What makes these cars strong enough to race against other vehicles? How does a vehicle become stronger over time? And why did certain brands become famous for their powerful cars?
1) Engine is what a car is.
The engine is the heart of any car. It provides power and energy to move the car forward, in addition to making sounds while accelerating or braking. As the name suggests, an engine produces power by using fuel (gasoline/petrol) which burns inside the cylinder. The gasoline is injected into the cylinder through the injector (this is also called fueling). Once ignited, the explosion produces heat which turns the piston downwards. This process continues until it reaches the bottom of the cylinder where the exhaust valve opens, letting the burnt gas out of the cylinder.
2) Transmission & Drivetrain
The transmission shifts gears from one to another according to the driving conditions and speed. To make the engine produce more torque at low speeds, different gear ratios are used. At high speeds, less gears are needed because inertia helps the car accelerate faster. Most modern engines use automatic transmissions (Tiptronic, Shift-on-the-fly, Sequential Manual etc.). However, manual transmissions are still available. A drivetrain moves all components of a vehicle, such as the engine, the wheels, the suspension system and steering mechanism.
A chassis is under the entire body of the car. It holds everything together and transfers weight around the tires. If you think about it, the chassis serves as the foundation for the entire car. The suspension systems hold up the structure, keeping it stable. Without a good chassis, the rest of the parts can’t do what they are designed to do.
Brakes control how fast your car decelerates when you press on the brake pedal. There are four basic types: disc brakes are found mostly on luxury vehicles; drum brakes are commonly seen on most passenger vehicles; vented brakes and liners are usually used on trucks and SUVs; and floating rotors are used on racing vehicles. Drums must be resurfaced every 200,000 miles. Vented discs only need to be resurfaced after 100,000 miles. Floating rotors last longer than normal rotors but should only be used on special racing cars like Formula 1s and Le Mans Prototypes. Some manufacturers have begun installing ceramic brakes, which don’t fade like traditional brakes. These offer better stopping power and wear resistance.
5) Suspension System
Suspensions keep passengers comfortable during rough road conditions. In simple terms, suspensions absorb shocks that come with bad roads. Sides, rear and front springs keep the tyres attached to the vehicle. Spring rates influence handling performance, so engineers vary them based on the type of terrain the car will be driven on. Also, softer spring rates provide improved comfort in bumpy conditions.
6) Steering Wheel and Tires
The steering wheel allows us to steer our car left and right. Wheels act like runners on tracks. They are connected to the hub of the vehicle, and help stabilize the car. There are two common types of wheels: independent and linked. Independent means there is no connection between the driver’s inputs and the steering angle. Linked means the steering angle depends on the input of the driver. This makes turning easier. In addition, a tire keeps the wheel attached to the ground. On average, each tire has between 60 and 90 PSI of pressure. Too much or too little pressure affects the traction of the tyre.
Wheels are a common sight on almost every vehicle.
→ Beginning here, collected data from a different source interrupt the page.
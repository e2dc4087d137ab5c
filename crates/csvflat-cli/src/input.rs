// crates/csvflat-cli/src/input.rs

use std::fs::File;
use std::io::Read;

use anyhow::{Context, Result};

/// Open a named input for reading, with "-" meaning standard input.
pub fn open(name: &str) -> Result<Box<dyn Read>> {
    if name == "-" {
        Ok(Box::new(std::io::stdin()))
    } else {
        let f = File::open(name).with_context(|| format!("open {name}"))?;
        Ok(Box::new(f))
    }
}
// crates/csvflat-core/src/tokenizer.rs
//
// Push-style CSV tokenizer. Feed arbitrary byte chunks; fields and
// records are reported to a RecordSink in arrival order. Chunk
// boundaries may fall anywhere, including inside a quoted field,
// a CRLF pair, or a doubled quote.

use crate::config::ParserConfig;
use crate::error::{FlatError, Result};

/// Receiver for tokenizer events. `field` carries the raw, unescaped
/// content of one field (embedded newlines still present); `record`
/// fires once per record terminator seen outside quotes.
pub trait RecordSink {
    fn field(&mut self, raw: &[u8]) -> Result<()>;
    fn record(&mut self) -> Result<()>;
}

#[derive(Debug, Clone, Copy, PartialEq, Eq)]
enum State {
    /// Outside quotes; also the field/record start state.
    Unquoted,
    /// Inside a quoted field; bytes accumulate verbatim.
    Quoted,
    /// Saw a quote inside a quoted field; next byte disambiguates
    /// escape (doubled quote) from close.
    QuoteInQuoted,
    /// A record just ended on a bare CR; an immediately following LF
    /// belongs to the same terminator and is swallowed.
    RecordEndCr,
}

pub struct Tokenizer {
    config: ParserConfig,
    state: State,
    field: Vec<u8>,
    /// Fields already emitted for the record in progress. Needed at
    /// end-of-input to tell "trailing delimiter" from "clean boundary".
    pending_fields: u32,
}

impl Tokenizer {
    pub fn new(config: ParserConfig) -> Self {
        Self {
            config,
            state: State::Unquoted,
            field: Vec::new(),
            pending_fields: 0,
        }
    }

    /// Run the state machine over one chunk. Events for every field and
    /// record completed within the chunk are delivered before returning.
    pub fn feed<S: RecordSink>(&mut self, chunk: &[u8], sink: &mut S) -> Result<()> {
        let delim = self.config.delimiter;
        let quote = self.config.quote;

        let mut i = 0usize;
        while i < chunk.len() {
            let b = chunk[i];
            match self.state {
                State::Unquoted => {
                    if b == quote && self.field.is_empty() {
                        self.state = State::Quoted;
                    } else if b == quote {
                        // Bare quote mid-field: passed through literally.
                        self.field.push(b);
                    } else if b == delim {
                        self.emit_field(sink)?;
                    } else if b == b'\n' {
                        self.emit_field(sink)?;
                        self.emit_record(sink)?;
                    } else if b == b'\r' {
                        self.emit_field(sink)?;
                        self.emit_record(sink)?;
                        self.state = State::RecordEndCr;
                    } else {
                        self.field.push(b);
                    }
                }
                State::Quoted => {
                    if b == quote {
                        self.state = State::QuoteInQuoted;
                    } else {
                        // Delimiters and newlines are data inside quotes.
                        self.field.push(b);
                    }
                }
                State::QuoteInQuoted => {
                    if b == quote {
                        self.field.push(quote);
                        self.state = State::Quoted;
                    } else if b == delim {
                        self.emit_field(sink)?;
                        self.state = State::Unquoted;
                    } else if b == b'\n' {
                        self.emit_field(sink)?;
                        self.emit_record(sink)?;
                        self.state = State::Unquoted;
                    } else if b == b'\r' {
                        self.emit_field(sink)?;
                        self.emit_record(sink)?;
                        self.state = State::RecordEndCr;
                    } else {
                        return Err(FlatError::Parse(format!(
                            "unexpected byte 0x{b:02X} after closing quote"
                        )));
                    }
                }
                State::RecordEndCr => {
                    self.state = State::Unquoted;
                    if b == b'\n' {
                        // Second half of CRLF; already terminated.
                        i += 1;
                    }
                    continue;
                }
            }
            i += 1;
        }
        Ok(())
    }

    /// Signal end of input. Flushes a final field/record if the source
    /// ended mid-record; rejects an unterminated quoted field.
    pub fn finish<S: RecordSink>(&mut self, sink: &mut S) -> Result<()> {
        match self.state {
            State::Quoted => {
                return Err(FlatError::Parse(
                    "unterminated quoted field at end of input".into(),
                ));
            }
            State::QuoteInQuoted => {
                // The quote was a closer; the field is complete.
                self.emit_field(sink)?;
                self.emit_record(sink)?;
            }
            State::Unquoted | State::RecordEndCr => {
                if !self.field.is_empty() || self.pending_fields > 0 {
                    self.emit_field(sink)?;
                    self.emit_record(sink)?;
                }
            }
        }
        self.state = State::Unquoted;
        Ok(())
    }

    fn emit_field<S: RecordSink>(&mut self, sink: &mut S) -> Result<()> {
        sink.field(&self.field)?;
        self.field.clear();
        self.pending_fields += 1;
        Ok(())
    }

    fn emit_record<S: RecordSink>(&mut self, sink: &mut S) -> Result<()> {
        sink.record()?;
        self.pending_fields = 0;
        Ok(())
    }
}
// crates/csvflat-cli/src/main.rs

use std::io::BufWriter;

use anyhow::Context;
use clap::Parser;

use csvflat_core::{flatten_stream, FlattenStats, ParserConfig};

mod input;

#[derive(Parser)]
#[command(name = "csvflat")]
#[command(
    about = "Output records from CSV FILE(s) with embedded newlines replaced by spaces",
    long_about = None
)]
pub struct Cli {
    /// Delimiting character for the input FILE(s); also joins output fields
    #[arg(short = 'd', long = "delimiter", value_name = "CHAR", default_value = ",")]
    pub delimiter: String,

    /// CSV quoting character (double-quote is the default)
    #[arg(short = 'Q', long = "csv-quote", value_name = "CHAR", default_value = "\"")]
    pub csv_quote: String,

    /// Print a per-file summary line to stderr
    #[arg(short, long)]
    pub verbose: bool,

    /// Input FILEs; with none (or "-") standard input is read
    #[arg(value_name = "FILE")]
    pub files: Vec<String>,
}

fn main() -> anyhow::Result<()> {
    let cli = Cli::parse();

    // Bad delimiter/quote is fatal before any file is touched.
    let config = ParserConfig::from_args(&cli.delimiter, &cli.csv_quote)?;

    let files = if cli.files.is_empty() {
        vec!["-".to_string()]
    } else {
        cli.files
    };

    let mut failures = 0usize;
    for name in &files {
        match flatten_file(name, config) {
            Ok(stats) => {
                if cli.verbose {
                    eprintln!(
                        "flatten ok: file={} records={} fields={}",
                        name, stats.records, stats.fields
                    );
                }
            }
            Err(e) => {
                // One bad file does not stop the run; the exit status
                // still reports the failure.
                eprintln!("csvflat: {name}: {e:#}");
                failures += 1;
            }
        }
    }

    if failures > 0 {
        std::process::exit(1);
    }
    Ok(())
}

fn flatten_file(name: &str, config: ParserConfig) -> anyhow::Result<FlattenStats> {
    let reader = input::open(name)?;
    let stdout = std::io::stdout();
    let writer = BufWriter::new(stdout.lock());
    let stats = flatten_stream(config, reader, writer)
        .with_context(|| format!("flatten {name}"))?;
    Ok(stats)
}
The outer ring (rim) is actually just decorative plastic, but it does increase the safety factor by limiting contact with other objects. The inner part (hubcap) contains the bearings that connect the axle to the wheels. Modern hubs are made of aluminium alloy and contain grease to reduce friction. Hubcaps are often made of magnesium alloy or cast iron. Engineers also design the rims to fit the tyres. Good engineering ensures a strong bond between the rim and the tyre.
An axle connects the differential to the wheels, transferring power from one set of wheels to another. Differentials split forces and transmit power equally to both axles. Power is transferred through a process called gearing. Gearing refers to the way the components work together. The closer they are to each other, the lower the ratio. For example, if a ratio is 3/1, then three units of motion turn into one unit of motion. If the ratio gets bigger, then it takes more force to move the same distance. For example,
We have discussed some of the important components of a Car. What other component plays an important role?